副題にある「優しいリアリズム」とは、政治的に中道から右までの立場にある人々への戒めだ。誰もが最低限の幸福な生活を営める社会を、政治が実現できていないことへの痛烈な批判といえるかもしれない。しかし、そこへたどりつく前に著者が批判するのは、日本においてリベラルを自称する勢力のほとんどが、その名に値しないことについてである。

著者によれば、その勢力にあるのは政治哲学ではなく「反権力」という単なる立ち位置にすぎず、市民社会やメディアを一方的な善とする勧善懲悪の世界観だ。日本社会がグローバル化の波に翻弄され、1億総中流から格差化へ向かうようになったいま、反権力でしかない立ち位置の有効性は失われたと著者は指摘する。「マイノリティ憑依」、つまり「社会の外から清浄な弱者になりきり、穢らわしい社会の中心を非難する」(68ページ)行動では、そこから先に進むことはできない。

だが一方で、見過ごせない変化も起きている。そうした「反権力」メディアが主流だったおかげで無意識に隠蔽されてきた排外感情やナショナリズムが、最近十数年のネット社会の進展によって可視化され、力を与えられるようになったというのである。

たとえば安全保障のアメリカ依存と経済成長の維持というオールド・リベラルを含む親米保守路線はいま、さまざまな方向から攻撃にさらされている。親米保守路線はアメリカの退潮を背景に、もはやその有効性を失いつつあるというのが著者の見立てだ。

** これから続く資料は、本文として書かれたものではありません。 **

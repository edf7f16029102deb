//! Task aggregate root and related lifecycle types.

use super::{
    BoardDomainError, ParseTaskPriorityError, ParseTaskStatusError, ProjectId, TaskId, UserId,
};
use chrono::{DateTime, NaiveDate, Utc};
use mockable::Clock;
use serde::{Deserialize, Serialize};

/// Task lifecycle status.
#[derive(Debug, Clone, Copy, PartialEq, Eq, Hash, Serialize, Deserialize)]
#[serde(rename_all = "snake_case")]
pub enum TaskStatus {
    /// Task has been created but work has not started.
    Todo,
    /// Task is being worked on.
    InProgress,
    /// Task is awaiting review.
    Review,
    /// Task work has finished.
    Completed,
    /// Task cannot progress until an impediment is resolved.
    Blocked,
}

impl TaskStatus {
    /// Returns the canonical storage representation.
    #[must_use]
    pub const fn as_str(self) -> &'static str {
        match self {
            Self::Todo => "todo",
            Self::InProgress => "in_progress",
            Self::Review => "review",
            Self::Completed => "completed",
            Self::Blocked => "blocked",
        }
    }
}

impl TryFrom<&str> for TaskStatus {
    type Error = ParseTaskStatusError;

    fn try_from(value: &str) -> Result<Self, Self::Error> {
        let normalized = value.trim().to_ascii_lowercase();
        match normalized.as_str() {
            "todo" => Ok(Self::Todo),
            "in_progress" => Ok(Self::InProgress),
            "review" => Ok(Self::Review),
            "completed" => Ok(Self::Completed),
            "blocked" => Ok(Self::Blocked),
            _ => Err(ParseTaskStatusError(value.to_owned())),
        }
    }
}

/// Task priority level, ordered from least to most pressing.
#[derive(Debug, Clone, Copy, PartialEq, Eq, PartialOrd, Ord, Hash, Serialize, Deserialize)]
#[serde(rename_all = "snake_case")]
pub enum TaskPriority {
    /// Can wait for a quiet moment.
    Low,
    /// Default scheduling weight.
    Medium,
    /// Should be picked up ahead of medium work.
    High,
    /// Needs attention immediately.
    Urgent,
}

impl TaskPriority {
    /// Returns the canonical storage representation.
    #[must_use]
    pub const fn as_str(self) -> &'static str {
        match self {
            Self::Low => "low",
            Self::Medium => "medium",
            Self::High => "high",
            Self::Urgent => "urgent",
        }
    }
}

impl TryFrom<&str> for TaskPriority {
    type Error = ParseTaskPriorityError;

    fn try_from(value: &str) -> Result<Self, Self::Error> {
        let normalized = value.trim().to_ascii_lowercase();
        match normalized.as_str() {
            "low" => Ok(Self::Low),
            "medium" => Ok(Self::Medium),
            "high" => Ok(Self::High),
            "urgent" => Ok(Self::Urgent),
            _ => Err(ParseTaskPriorityError(value.to_owned())),
        }
    }
}

/// Task aggregate root.
///
/// Subtask relationships are id references: a task carries at most one
/// `parent_task_id` and never owns its children. The aggregate maintains two
/// invariants: hour figures are finite and non-negative, and
/// `completed_date` is set exactly when the status is
/// [`TaskStatus::Completed`].
#[derive(Debug, Clone, PartialEq, Serialize, Deserialize)]
pub struct Task {
    id: TaskId,
    project_id: ProjectId,
    title: String,
    description: Option<String>,
    status: TaskStatus,
    priority: TaskPriority,
    estimated_hours: f64,
    actual_hours: f64,
    due_date: Option<NaiveDate>,
    completed_date: Option<NaiveDate>,
    assigned_to: Option<UserId>,
    parent_task_id: Option<TaskId>,
    created_at: DateTime<Utc>,
    updated_at: DateTime<Utc>,
}

/// Parameter object for reconstructing a persisted task aggregate.
#[derive(Debug, Clone, PartialEq)]
pub struct PersistedTaskData {
    /// Persisted task identifier.
    pub id: TaskId,
    /// Persisted owning project.
    pub project_id: ProjectId,
    /// Persisted title.
    pub title: String,
    /// Persisted description, if any.
    pub description: Option<String>,
    /// Persisted lifecycle status.
    pub status: TaskStatus,
    /// Persisted priority.
    pub priority: TaskPriority,
    /// Persisted estimate in hours.
    pub estimated_hours: f64,
    /// Persisted accumulated hours.
    pub actual_hours: f64,
    /// Persisted due date, if any.
    pub due_date: Option<NaiveDate>,
    /// Persisted completion date, if any.
    pub completed_date: Option<NaiveDate>,
    /// Persisted assignee, if any.
    pub assigned_to: Option<UserId>,
    /// Persisted parent task reference, if any.
    pub parent_task_id: Option<TaskId>,
    /// Persisted creation timestamp.
    pub created_at: DateTime<Utc>,
    /// Persisted latest lifecycle timestamp.
    pub updated_at: DateTime<Utc>,
}

impl Task {
    /// Creates a new task in the [`TaskStatus::Todo`] state.
    ///
    /// # Errors
    ///
    /// Returns [`BoardDomainError::EmptyTaskTitle`] when the title is empty
    /// after trimming.
    pub fn new(
        project_id: ProjectId,
        title: impl Into<String>,
        clock: &impl Clock,
    ) -> Result<Self, BoardDomainError> {
        let raw_title = title.into();
        let normalized_title = raw_title.trim();
        if normalized_title.is_empty() {
            return Err(BoardDomainError::EmptyTaskTitle);
        }

        let timestamp = clock.utc();
        Ok(Self {
            id: TaskId::new(),
            project_id,
            title: normalized_title.to_owned(),
            description: None,
            status: TaskStatus::Todo,
            priority: TaskPriority::Medium,
            estimated_hours: 0.0,
            actual_hours: 0.0,
            due_date: None,
            completed_date: None,
            assigned_to: None,
            parent_task_id: None,
            created_at: timestamp,
            updated_at: timestamp,
        })
    }

    /// Reconstructs a task from persisted storage.
    #[must_use]
    pub fn from_persisted(data: PersistedTaskData) -> Self {
        Self {
            id: data.id,
            project_id: data.project_id,
            title: data.title,
            description: data.description,
            status: data.status,
            priority: data.priority,
            estimated_hours: data.estimated_hours,
            actual_hours: data.actual_hours,
            due_date: data.due_date,
            completed_date: data.completed_date,
            assigned_to: data.assigned_to,
            parent_task_id: data.parent_task_id,
            created_at: data.created_at,
            updated_at: data.updated_at,
        }
    }

    /// Sets the task description, dropping blank input.
    #[must_use]
    pub fn with_description(mut self, description: impl Into<String>) -> Self {
        let value = description.into();
        let normalized = value.trim();
        self.description = (!normalized.is_empty()).then_some(normalized.to_owned());
        self
    }

    /// Sets the task priority.
    #[must_use]
    pub const fn with_priority(mut self, priority: TaskPriority) -> Self {
        self.priority = priority;
        self
    }

    /// Sets the estimated effort in hours.
    ///
    /// # Errors
    ///
    /// Returns [`BoardDomainError::InvalidHours`] when the value is negative
    /// or not finite.
    pub fn with_estimated_hours(mut self, hours: f64) -> Result<Self, BoardDomainError> {
        self.estimated_hours = validate_hours(hours)?;
        Ok(self)
    }

    /// Sets the due date.
    #[must_use]
    pub const fn with_due_date(mut self, due_date: NaiveDate) -> Self {
        self.due_date = Some(due_date);
        self
    }

    /// Sets the initial assignee.
    #[must_use]
    pub const fn with_assignee(mut self, user_id: UserId) -> Self {
        self.assigned_to = Some(user_id);
        self
    }

    /// Links this task under a parent task.
    ///
    /// # Errors
    ///
    /// Returns [`BoardDomainError::SelfParent`] when the parent id equals the
    /// task's own id.
    pub fn with_parent(mut self, parent: TaskId) -> Result<Self, BoardDomainError> {
        if parent == self.id {
            return Err(BoardDomainError::SelfParent(self.id));
        }
        self.parent_task_id = Some(parent);
        Ok(self)
    }

    /// Returns the task identifier.
    #[must_use]
    pub const fn id(&self) -> TaskId {
        self.id
    }

    /// Returns the owning project identifier.
    #[must_use]
    pub const fn project_id(&self) -> ProjectId {
        self.project_id
    }

    /// Returns the task title.
    #[must_use]
    pub fn title(&self) -> &str {
        &self.title
    }

    /// Returns the task description, if any.
    #[must_use]
    pub fn description(&self) -> Option<&str> {
        self.description.as_deref()
    }

    /// Returns the lifecycle status.
    #[must_use]
    pub const fn status(&self) -> TaskStatus {
        self.status
    }

    /// Returns the priority.
    #[must_use]
    pub const fn priority(&self) -> TaskPriority {
        self.priority
    }

    /// Returns the estimated effort in hours.
    #[must_use]
    pub const fn estimated_hours(&self) -> f64 {
        self.estimated_hours
    }

    /// Returns the accumulated effort in hours.
    #[must_use]
    pub const fn actual_hours(&self) -> f64 {
        self.actual_hours
    }

    /// Returns the due date, if any.
    #[must_use]
    pub const fn due_date(&self) -> Option<NaiveDate> {
        self.due_date
    }

    /// Returns the completion date, if any.
    #[must_use]
    pub const fn completed_date(&self) -> Option<NaiveDate> {
        self.completed_date
    }

    /// Returns the assignee, if any.
    #[must_use]
    pub const fn assigned_to(&self) -> Option<UserId> {
        self.assigned_to
    }

    /// Returns the parent task reference, if any.
    #[must_use]
    pub const fn parent_task_id(&self) -> Option<TaskId> {
        self.parent_task_id
    }

    /// Returns the creation timestamp.
    #[must_use]
    pub const fn created_at(&self) -> DateTime<Utc> {
        self.created_at
    }

    /// Returns the latest lifecycle timestamp.
    #[must_use]
    pub const fn updated_at(&self) -> DateTime<Utc> {
        self.updated_at
    }

    /// Transitions the task to a new status.
    ///
    /// Entering [`TaskStatus::Completed`] stamps `completed_date` with the
    /// clock's current date; leaving it clears the stamp, keeping the
    /// completion-date invariant intact.
    pub fn set_status(&mut self, status: TaskStatus, clock: &impl Clock) {
        self.status = status;
        self.completed_date = match status {
            TaskStatus::Completed => Some(clock.utc().date_naive()),
            _ => None,
        };
        self.touch(clock);
    }

    /// Assigns the task to a user.
    pub fn assign(&mut self, user_id: UserId, clock: &impl Clock) {
        self.assigned_to = Some(user_id);
        self.touch(clock);
    }

    /// Accumulates worked hours onto the task.
    ///
    /// # Errors
    ///
    /// Returns [`BoardDomainError::InvalidHours`] when the value is negative
    /// or not finite.
    pub fn record_hours(&mut self, hours: f64, clock: &impl Clock) -> Result<(), BoardDomainError> {
        self.actual_hours += validate_hours(hours)?;
        self.touch(clock);
        Ok(())
    }

    /// Updates the `updated_at` timestamp to the current clock time.
    fn touch(&mut self, clock: &impl Clock) {
        self.updated_at = clock.utc();
    }
}

/// Validates that an hour figure is finite and non-negative.
fn validate_hours(value: f64) -> Result<f64, BoardDomainError> {
    if value.is_finite() && value >= 0.0 {
        Ok(value)
    } else {
        Err(BoardDomainError::InvalidHours(value))
    }
}
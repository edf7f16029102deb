//! Project record and status types.

use super::{BoardDomainError, ParseProjectStatusError, ProjectId, UserId};
use serde::{Deserialize, Serialize};

/// Project lifecycle status.
#[derive(Debug, Clone, Copy, PartialEq, Eq, Hash, Serialize, Deserialize)]
#[serde(rename_all = "snake_case")]
pub enum ProjectStatus {
    /// Scope is still being defined.
    Planning,
    /// Delivery is underway.
    InProgress,
    /// Work is paused.
    OnHold,
    /// All planned work has shipped.
    Completed,
    /// The project was abandoned.
    Cancelled,
}

impl ProjectStatus {
    /// Returns the canonical storage representation.
    #[must_use]
    pub const fn as_str(self) -> &'static str {
        match self {
            Self::Planning => "planning",
            Self::InProgress => "in_progress",
            Self::OnHold => "on_hold",
            Self::Completed => "completed",
            Self::Cancelled => "cancelled",
        }
    }
}

impl TryFrom<&str> for ProjectStatus {
    type Error = ParseProjectStatusError;

    fn try_from(value: &str) -> Result<Self, Self::Error> {
        let normalized = value.trim().to_ascii_lowercase();
        match normalized.as_str() {
            "planning" => Ok(Self::Planning),
            "in_progress" => Ok(Self::InProgress),
            "on_hold" => Ok(Self::OnHold),
            "completed" => Ok(Self::Completed),
            "cancelled" => Ok(Self::Cancelled),
            _ => Err(ParseProjectStatusError(value.to_owned())),
        }
    }
}

/// Project record as read from the board store.
///
/// The engine never mutates projects; fields are public in the manner of a
/// read-only snapshot.
#[derive(Debug, Clone, PartialEq, Serialize, Deserialize)]
pub struct Project {
    /// Project identifier.
    pub id: ProjectId,
    /// Project name.
    pub name: String,
    /// Owning department label, if the project belongs to one.
    pub department: Option<String>,
    /// Managing user.
    pub manager_id: UserId,
    /// Lifecycle status.
    pub status: ProjectStatus,
    /// Allocated budget, if tracked.
    pub budget: Option<f64>,
    /// Spend to date, if tracked.
    pub actual_cost: Option<f64>,
    /// Completion percentage in `[0, 100]`.
    pub completion_percentage: f64,
}

impl Project {
    /// Creates a project in the [`ProjectStatus::Planning`] state.
    ///
    /// # Errors
    ///
    /// Returns [`BoardDomainError::EmptyProjectName`] when the name is empty
    /// after trimming.
    pub fn new(name: impl Into<String>, manager_id: UserId) -> Result<Self, BoardDomainError> {
        let raw_name = name.into();
        let normalized_name = raw_name.trim();
        if normalized_name.is_empty() {
            return Err(BoardDomainError::EmptyProjectName);
        }

        Ok(Self {
            id: ProjectId::new(),
            name: normalized_name.to_owned(),
            department: None,
            manager_id,
            status: ProjectStatus::Planning,
            budget: None,
            actual_cost: None,
            completion_percentage: 0.0,
        })
    }

    /// Sets the owning department label, dropping blank input.
    #[must_use]
    pub fn with_department(mut self, department: impl Into<String>) -> Self {
        let value = department.into();
        let normalized = value.trim();
        self.department = (!normalized.is_empty()).then_some(normalized.to_owned());
        self
    }

    /// Sets the lifecycle status.
    #[must_use]
    pub const fn with_status(mut self, status: ProjectStatus) -> Self {
        self.status = status;
        self
    }

    /// Sets the completion percentage.
    ///
    /// # Errors
    ///
    /// Returns [`BoardDomainError::InvalidCompletionPercentage`] when the
    /// value lies outside `[0, 100]` or is not finite.
    pub fn with_completion_percentage(mut self, value: f64) -> Result<Self, BoardDomainError> {
        if !value.is_finite() || !(0.0..=100.0).contains(&value) {
            return Err(BoardDomainError::InvalidCompletionPercentage(value));
        }
        self.completion_percentage = value;
        Ok(self)
    }
}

しかし、そうした親米保守への多くの批判を支える感情は、容易に反米ナショナリズムや排外主義に転化しうるものでもある。民主主義においては、穏健な中間層の意思をくみ上げることも、人々が当事者意識を持って政治や弱者の問題を考えることも難しい――と説く著者にとっては、先刻承知のことだろう。

だからこそ、本書は先へ進むにつれ、現代人の課題やジレンマについての論考が中心になる。提示されるのは、偏狭なヨーロッパ的普遍主義の終わりや、本当に強い者以外にとっての「自由な選択」の息苦しさ、自由と平等とのトレードオフといった問題意識だ。企業による民衆支配というディストピア(反ユートピア)が、民主主義の観点からの批判にすぎず、人々の幸福の観点からは必ずしもそうではないかもしれない――という指摘には、考え抜いた者だけが持つ苦味がある。

そのなかで著者は、人と人との素朴な「つながり」と、排除を防ぐ論理によって境界を融解させるテクノロジーやグローバルなものに期待を寄せる。そこにあるのは、自分がいまそこで確かにつながっているものから安心をつかみ、共感を紡ぎだすことから始めなければならない私たちの未来である。